Employees, furthermore, are introduced to the concept of "alignment", by analogy to wheel alignment on cars. A box suggests "an alignment check":

"Think about how strongly you agree or disagree with these statements:

I can see a clear link between my work and [company]'s objectives. I understand how the objectives of my work relate to the objectives of other groups we work with. Think some more."

By way of summary, it is repeatedly explained that "Empowerment = Direction and Communication + Ownership + The Way We Work = Growth and Productivity". And the package includes a poster: "The Empowering Work Environment", with subheadings that correspond to the terms of that equation.

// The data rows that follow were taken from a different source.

//! The Redis commands the transport and registry rely on, and the
//! `redis`-crate implementation of them.

use std::collections::HashMap;
use std::sync::Arc;
use std::time::Duration;

use async_trait::async_trait;
use futures_util::StreamExt;
use tokio::sync::{mpsc, Mutex};

use funcie_core::{FuncieError, Result};

/// A message received on a subscribed channel.
#[derive(Debug, Clone, PartialEq, Eq)]
pub struct PubSubMessage {
    pub channel: String,
    pub payload: String,
}

/// Subscription control for one pub/sub session. Messages arrive on the
/// receiver returned alongside it by [`RedisClient::open_pubsub`].
#[async_trait]
pub trait PubSubSession: Send + Sync {
    async fn subscribe(&self, channel: &str) -> Result<()>;
    async fn unsubscribe(&self, channel: &str) -> Result<()>;
}

#[async_trait]
pub trait RedisClient: Send + Sync {
    /// Returns the number of subscribers that received the message.
    async fn publish(&self, channel: &str, payload: &str) -> Result<i64>;

    /// Raw `BRPOP` reply: `[key, value]`, or `None` on timeout.
    async fn brpop(&self, key: &str, timeout: Duration) -> Result<Option<Vec<String>>>;

    async fn rpush(&self, key: &str, value: &str) -> Result<()>;

    async fn hset(&self, key: &str, field: &str, value: &str) -> Result<()>;

    /// Returns the number of keys removed.
    async fn del(&self, key: &str) -> Result<u64>;

    async fn hgetall(&self, key: &str) -> Result<HashMap<String, String>>;

    async fn open_pubsub(
        &self,
    ) -> Result<(Arc<dyn PubSubSession>, mpsc::UnboundedReceiver<PubSubMessage>)>;
}

fn redis_err(context: &str, err: ::redis::RedisError) -> FuncieError {
    FuncieError::Transport(format!("redis {context}: {err}"))
}

/// Connection to a Redis server.
pub struct RedisConnector {
    client: ::redis::Client,
    conn: ::redis::aio::MultiplexedConnection,
}

impl RedisConnector {
    pub async fn connect(address: &str) -> Result<Self> {
        let client = ::redis::Client::open(address).map_err(|e| redis_err("open client", e))?;
        let conn = client
            .get_multiplexed_async_connection()
            .await
            .map_err(|e| redis_err("connect", e))?;
        tracing::info!(address = %address, "connected to redis");
        Ok(Self { client, conn })
    }
}

#[async_trait]
impl RedisClient for RedisConnector {
    async fn publish(&self, channel: &str, payload: &str) -> Result<i64> {
        let mut conn = self.conn.clone();
        ::redis::cmd("PUBLISH")
            .arg(channel)
            .arg(payload)
            .query_async(&mut conn)
            .await
            .map_err(|e| redis_err("PUBLISH", e))
    }

    async fn brpop(&self, key: &str, timeout: Duration) -> Result<Option<Vec<String>>> {
        // A blocking pop would stall every command pipelined behind it.
        let mut conn = self
            .client
            .get_multiplexed_async_connection()
            .await
            .map_err(|e| redis_err("connect", e))?;
        ::redis::cmd("BRPOP")
            .arg(key)
            .arg(timeout.as_secs_f64())
            .query_async(&mut conn)
            .await
            .map_err(|e| redis_err("BRPOP", e))
    }

    async fn rpush(&self, key: &str, value: &str) -> Result<()> {
        let mut conn = self.conn.clone();
        let _len: i64 = ::redis::cmd("RPUSH")
            .arg(key)
            .arg(value)
            .query_async(&mut conn)
            .await
            .map_err(|e| redis_err("RPUSH", e))?;
        Ok(())
    }

    async fn hset(&self, key: &str, field: &str, value: &str) -> Result<()> {
        let mut conn = self.conn.clone();
        let _added: i64 = ::redis::cmd("HSET")
            .arg(key)
            .arg(field)
            .arg(value)
            .query_async(&mut conn)
            .await
            .map_err(|e| redis_err("HSET", e))?;
        Ok(())
    }

    async fn del(&self, key: &str) -> Result<u64> {
        let mut conn = self.conn.clone();
        ::redis::cmd("DEL")
            .arg(key)
            .query_async(&mut conn)
            .await
            .map_err(|e| redis_err("DEL", e))
    }

    async fn hgetall(&self, key: &str) -> Result<HashMap<String, String>> {
        let mut conn = self.conn.clone();
        ::redis::cmd("HGETALL")
            .arg(key)
            .query_async(&mut conn)
            .await
            .map_err(|e| redis_err("HGETALL", e))
    }

    async fn open_pubsub(
        &self,
    ) -> Result<(Arc<dyn PubSubSession>, mpsc::UnboundedReceiver<PubSubMessage>)> {
        let pubsub = self
            .client
            .get_async_pubsub()
            .await
            .map_err(|e| redis_err("open pubsub", e))?;
        let (sink, stream) = pubsub.split();
        let (tx, rx) = mpsc::unbounded_channel();

        tokio::spawn(async move {
            let mut stream = Box::pin(stream);
            while let Some(msg) = stream.next().await {
                let payload: String = match msg.get_payload() {
                    Ok(p) => p,
                    Err(e) => {
                        tracing::warn!(channel = %msg.get_channel_name(), error = %e, "dropping non-text pubsub payload");
                        continue;
                    }
                };
                let msg = PubSubMessage {
                    channel: msg.get_channel_name().to_string(),
                    payload,
                };
                if tx.send(msg).is_err() {
                    break;
                }
            }
            tracing::debug!("redis pubsub stream ended");
        });

        Ok((Arc::new(RedisPubSub { sink: Mutex::new(sink) }), rx))
    }
}

struct RedisPubSub {
    sink: Mutex<::redis::aio::PubSubSink>,
}

#[async_trait]
impl PubSubSession for RedisPubSub {
    async fn subscribe(&self, channel: &str) -> Result<()> {
        self.sink
            .lock()
            .await
            .subscribe(channel)
            .await
            .map_err(|e| redis_err("SUBSCRIBE", e))
    }

    async fn unsubscribe(&self, channel: &str) -> Result<()> {
        self.sink
            .lock()
            .await
            .unsubscribe(channel)
            .await
            .map_err(|e| redis_err("UNSUBSCRIBE", e))
    }
}
//! Axum router wiring.
//!
//! `/ws` answers 404 unless the bastion serves websocket consumers.

use axum::{
    routing::{get, post},
    Router,
};

use crate::{app_state::AppState, host, ops, transport::websocket};

pub fn build_router(state: AppState) -> Router {
    Router::new()
        .route("/dispatch", post(host::dispatch))
        .route("/ws", get(websocket::ws_upgrade))
        .route("/healthz", get(ops::healthz))
        .with_state(state)
}
//! Redis transport.
//!
//! Messages for an application are published on `{base}:app:{application}`.
//! The publisher reads the subscriber count from the publish reply to detect
//! an absent consumer, then `BRPOP`s `{base}:resp:{message_id}` for at most
//! the message TTL. The consumer answers with `RPUSH` on the same key.

pub mod client;
pub mod consumer;
pub mod keys;
pub mod memory;
pub mod publisher;

pub use client::{PubSubMessage, PubSubSession, RedisClient, RedisConnector};
pub use consumer::RedisConsumer;
pub use keys::{channel_for_application, response_key};
pub use memory::MemoryRedis;
pub use publisher::RedisPublisher;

The usual stuff, right? Yet throughout the package are scattered, and I am not making this up, Dilbert cartoons. Yes, that's right. On the cover, we find Dilbert and his coworkers jumping for joy above a United Features Syndicate copyright notice and the legend "Featuring DILBERT(TM) ... AS A REMINDER OF WHAT EMPOWERMENT ISN'T." On page 1, Dogbert is holding a cup of coffee and saying "Careful! This might be a trick!". On page 3, Dilbert warns a new employee or interviewee to run for her life from the company's empowerment program. ("Why would you have a special phrase for something like that?", she asks.) No pointy-haired managers appear until page 7 of the second installment of the Do-It-Yourself Empowerment Kit ("aptly named "Part Two""), in a cartoon in about "priorities" in which the Pointy-Haired One gives all of Dilbert's assignments an "A" priority. The final thought is, "Start a discussion. Start several discussions. Make a difference. Empowerment begins and ends with you.", together with the promise that NEXT TIME, "Coming up, a closer look at Owners role in an Empowering Work Environment."

No, I won't tell which company I'm talking about.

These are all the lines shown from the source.